Заболоцкий выслушал благодарность и сказал:
– Приезжайте.
Лицо с застывшим изумлением, вытянутая верхняя губа. Прозрачность аквариума в стерильно блещущей комнате. Видно, что хозяин никуда не ходит, и никто у него не бывает. И от этого ощущение основополагающего неблагополучия. Как и от сознания, что несравненный, особый поэт пытается опроститься, писать, как люди, по правилам. И заклинательно открещивается от молодого ослепительного себя и подгоняет обериутские[48] стихи под обязательную обыкновенность.
Я бывал у него редко, но регулярно. Он не задавал вопросов и не сообщал новостей. Мы садились за круглый стол в архаической мизансцене учителя – ученика. Я доставал свое. Николай Алексеевич хмыкал, указывал карандашом, изредка произносил степенную фразу во славу разума. Его раздражала нецеремонность с языком и слова с оплошкой. На благо ли, во вред ли, он убедил меня рифмовать точно, опрятно, и призвал соблюдать грамматику.
Под конец он читал вслух свое новое и – раза два, неожиданно – старое, молодое. От него я впервые услышал Цирк – и хохотал, а он смущенно и радостно улыбался.

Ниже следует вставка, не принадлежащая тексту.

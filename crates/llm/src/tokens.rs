use crate::message::{Message, Role};
use std::sync::OnceLock;
use tiktoken_rs::CoreBPE;

/// Fixed per-message overhead (role framing, separators) added to every
/// message's content estimate, matching the accounting convention chat APIs
/// document for their own tokenizer-based counts.
const PER_MESSAGE_OVERHEAD: usize = 4;

fn encoder() -> Option<&'static CoreBPE> {
    static ENCODER: OnceLock<Option<CoreBPE>> = OnceLock::new();
    ENCODER
        .get_or_init(|| tiktoken_rs::cl100k_base().ok())
        .as_ref()
}

/// Counts tokens in a single string. Prefers the real `cl100k_base` BPE
/// tokenizer; falls back to the documented heuristic (Chinese chars weighted
/// at ~1.5 chars/token, everything else at ~4 chars/token) when the
/// tokenizer's vocabulary file could not be loaded — e.g. offline or
/// sandboxed environments without network access to fetch it.
pub fn count_tokens(text: &str) -> usize {
    if let Some(bpe) = encoder() {
        return bpe.encode_with_special_tokens(text).len();
    }
    heuristic_token_count(text)
}

fn heuristic_token_count(text: &str) -> usize {
    let mut chinese_chars = 0usize;
    let mut other_chars = 0usize;
    for ch in text.chars() {
        if is_chinese(ch) {
            chinese_chars += 1;
        } else {
            other_chars += 1;
        }
    }
    let chinese_tokens = (chinese_chars as f64 / 1.5).ceil();
    let other_tokens = (other_chars as f64 / 4.0).ceil();
    (chinese_tokens + other_tokens) as usize
}

fn is_chinese(ch: char) -> bool {
    let c = ch as u32;
    (0x4E00..=0x9FFF).contains(&c) || (0x3400..=0x4DBF).contains(&c)
}

/// Estimates the token count of one message, including role/structure overhead.
pub fn count_message_tokens(message: &Message) -> usize {
    let mut total = count_tokens(&message.content) + PER_MESSAGE_OVERHEAD;
    if let Some(calls) = &message.tool_calls {
        for call in calls {
            total += count_tokens(&call.name) + count_tokens(&call.arguments_json) + PER_MESSAGE_OVERHEAD;
        }
    }
    if let Some(reasoning) = &message.reasoning_content {
        total += count_tokens(reasoning);
    }
    total
}

/// Estimates the total token count of a message list.
pub fn count_messages_tokens(messages: &[Message]) -> usize {
    messages.iter().map(count_message_tokens).sum()
}

pub fn is_system(message: &Message) -> bool {
    message.role == Role::System
}
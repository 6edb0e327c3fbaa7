use thiserror::Error;

#[derive(Debug, Error)]
pub enum OrchestratorError {
    #[error("plan error: {0}")]
    Plan(#[from] plan::PlanError),

    #[error("llm call failed: {0}")]
    LlmCallFailed(String),

    #[error("planner could not produce a usable plan after {attempts} attempts: {reason}")]
    PlanningFailed { attempts: u32, reason: String },

    #[error("re-plan rejected: {0}")]
    PlanInvariantViolation(String),
}

pub type Result<T> = std::result::Result<T, OrchestratorError>;
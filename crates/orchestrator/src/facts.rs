//! The fact tracker (C7): a single string per Plan, overwritten after every
//! step via a dedicated no-tools LLM call that receives the old facts.

use llm::{LlmClient, Message};

const UPDATE_FACTS_SYSTEM_PROMPT: &str =
    "You maintain a running fact sheet for an ongoing multi-step task. \
     Given the existing facts and the outcome of the step just completed, \
     produce an updated fact sheet: a concise list of verified facts relevant \
     to the remaining work. Keep facts that are still true; drop ones the new \
     step result contradicts; add new ones the step result established.";

/// Asks the LLM to fold a step's outcome into the running fact sheet.
pub async fn update_facts(
    llm_client: &LlmClient,
    old_facts: &str,
    step_description: &str,
    step_result: &str,
) -> llm::Result<String> {
    let messages = vec![
        Message::system(UPDATE_FACTS_SYSTEM_PROMPT),
        Message::user(format!(
            "Existing facts:\n{old_facts}\n\nStep: {step_description}\nResult: {step_result}\n\nUpdated facts:"
        )),
    ];
    llm_client.chat(messages).await
}
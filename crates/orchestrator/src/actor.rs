//! The Actor loop (C4): drives an LLM with a bounded toolbox until one step
//! is marked terminal.

use crate::events::{EventBus, TOPIC_PLAN_PROCESS};
use crate::facts;
use llm::{LlmClient, Message};
use plan::StepStatus;
use serde_json::Value;
use std::sync::Arc;
use tooling::{SharedPlan, ToolRegistry};

const DEFAULT_MAX_ITERATIONS: usize = 20;
const FORCED_FINISH_PROMPT: &str = "You are out of iterations for this step. Summarize your progress and call mark_step now.";

pub struct ActorConfig {
    pub max_iterations: usize,
}

impl Default for ActorConfig {
    fn default() -> Self {
        Self {
            max_iterations: DEFAULT_MAX_ITERATIONS,
        }
    }
}

pub struct Actor {
    llm: Arc<LlmClient>,
    registry: ToolRegistry,
    shared_plan: SharedPlan,
    step_index: usize,
    config: ActorConfig,
    event_bus: Arc<EventBus>,
}

impl Actor {
    pub fn new(
        llm: Arc<LlmClient>,
        registry: ToolRegistry,
        shared_plan: SharedPlan,
        step_index: usize,
        config: ActorConfig,
        event_bus: Arc<EventBus>,
    ) -> Self {
        Self {
            llm,
            registry,
            shared_plan,
            step_index,
            config,
            event_bus,
        }
    }

    /// Runs the Actor to termination for its one bound step. Never returns
    /// an `Err` for tool or LLM-transient failures — those become a
    /// `blocked` step with the failure text as the returned notes, per
    /// §4.4's exception handling. Only returns the step's result text.
    pub async fn run(&self, system_prompt: String, initial_user_prompt: String) -> String {
        {
            let mut plan = self.shared_plan.lock().expect("plan lock poisoned");
            let _ = plan.mark_step(self.step_index, Some(StepStatus::InProgress), None);
        }
        self.event_bus.publish(
            TOPIC_PLAN_PROCESS,
            serde_json::json!({"event": "step_started", "step_index": self.step_index}),
        );

        let mut history = vec![Message::system(system_prompt), Message::user(initial_user_prompt)];
        let tool_names = self.registry.tool_names();

        let result = match self.run_rounds(&mut history, &tool_names).await {
            Ok(result) => result,
            Err(err) => {
                let text = err.to_string();
                let mut plan = self.shared_plan.lock().expect("plan lock poisoned");
                let _ = plan.mark_step(self.step_index, Some(StepStatus::Blocked), Some(&text));
                text
            }
        };

        self.update_facts(&result).await;
        result
    }

    async fn run_rounds(&self, history: &mut Vec<Message>, tool_names: &[String]) -> llm::Result<String> {
        let schemas = self.registry.schemas_for(tool_names);

        for _ in 0..self.config.max_iterations {
            let response = self.llm.chat_with_tools(history.clone(), schemas.clone()).await?;

            if !response.has_tool_calls() {
                let content = response.content.clone();
                history.push(response);
                return Ok(content);
            }

            if let Some(terminal) = self.run_one_round(history, response).await {
                return Ok(terminal);
            }
        }

        // Exhausted max_iterations: force a summarize-and-mark_step round.
        history.push(Message::user(FORCED_FINISH_PROMPT));
        let mark_step_only = vec!["mark_step".to_string()];
        let schemas = self.registry.schemas_for(&mark_step_only);
        let response = self.llm.chat_with_tools(history.clone(), schemas).await?;

        if response.has_tool_calls() {
            if let Some(terminal) = self.run_one_round(history, response).await {
                return Ok(terminal);
            }
        }

        let last_content = response.content.clone();
        let mut plan = self.shared_plan.lock().expect("plan lock poisoned");
        if plan.steps()[self.step_index].status == StepStatus::InProgress {
            let _ = plan.mark_step(self.step_index, Some(StepStatus::Completed), Some(&last_content));
        }
        Ok(last_content)
    }

    /// Dispatches every tool call in one assistant response concurrently,
    /// appends the assistant + tool messages to history, and records each
    /// execution on the Plan. Returns `Some(content)` if one of the
    /// dispatched tools was `mark_step` or `terminate` (step termination).
    async fn run_one_round(&self, history: &mut Vec<Message>, response: Message) -> Option<String> {
        let tool_calls = response.tool_calls.clone().unwrap_or_default();
        history.push(response);

        let calls: Vec<(String, Value)> = tool_calls
            .iter()
            .map(|c| {
                let args: Value = serde_json::from_str(&c.arguments_json).unwrap_or(Value::Null);
                (c.name.clone(), args)
            })
            .collect();

        let results = self.registry.dispatch_all(calls.clone()).await;

        let mut terminal = None;
        for ((call, (_, args)), result) in tool_calls.iter().zip(calls.iter()).zip(results.iter()) {
            let truncated = self.llm.truncate_tool_output(result);
            history.push(Message::tool(call.id.clone(), call.name.clone(), truncated));

            {
                let mut plan = self.shared_plan.lock().expect("plan lock poisoned");
                let _ = plan.record_tool_execution(self.step_index, call.name.clone(), args.clone(), result.clone());
            }

            if call.name == "mark_step" || call.name == "terminate" {
                terminal = Some(result.clone());
            }
        }
        terminal
    }

    async fn update_facts(&self, step_result: &str) {
        let (old_facts, description) = {
            let plan = self.shared_plan.lock().expect("plan lock poisoned");
            (
                plan.facts().to_string(),
                plan.steps()[self.step_index].description.clone(),
            )
        };
        match facts::update_facts(&self.llm, &old_facts, &description, step_result).await {
            Ok(updated) => {
                let mut plan = self.shared_plan.lock().expect("plan lock poisoned");
                plan.update_facts(updated);
            }
            Err(err) => {
                tracing::warn!(error = %err, "failed to update fact sheet, leaving it unchanged");
            }
        }
    }
}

Асеев – вылитый репинский Иван Грозный, только прилизанный. Пытался мэтрствовать, хорохорился передо мной и Чертковым:
– Вы, молодые люди, наелись острых блюд. Учитесь ценить Баратынского!
– Диккенсовские образы – это же Гоголь!
– Кирсанов не может, у него ножки коротенькие.
– Перед войной. Я только получил сталинскую премию. Приходит Ксюша Некрасова и говорит: – Николай Николаевич, вы же знаете, что Сталин – палач. Почему вы об этом не скажете? Если скажете вы – все услышат. – Я ей говорю: – Бог с тобой, что ты несешь, на тебе трешку, уходи скорее.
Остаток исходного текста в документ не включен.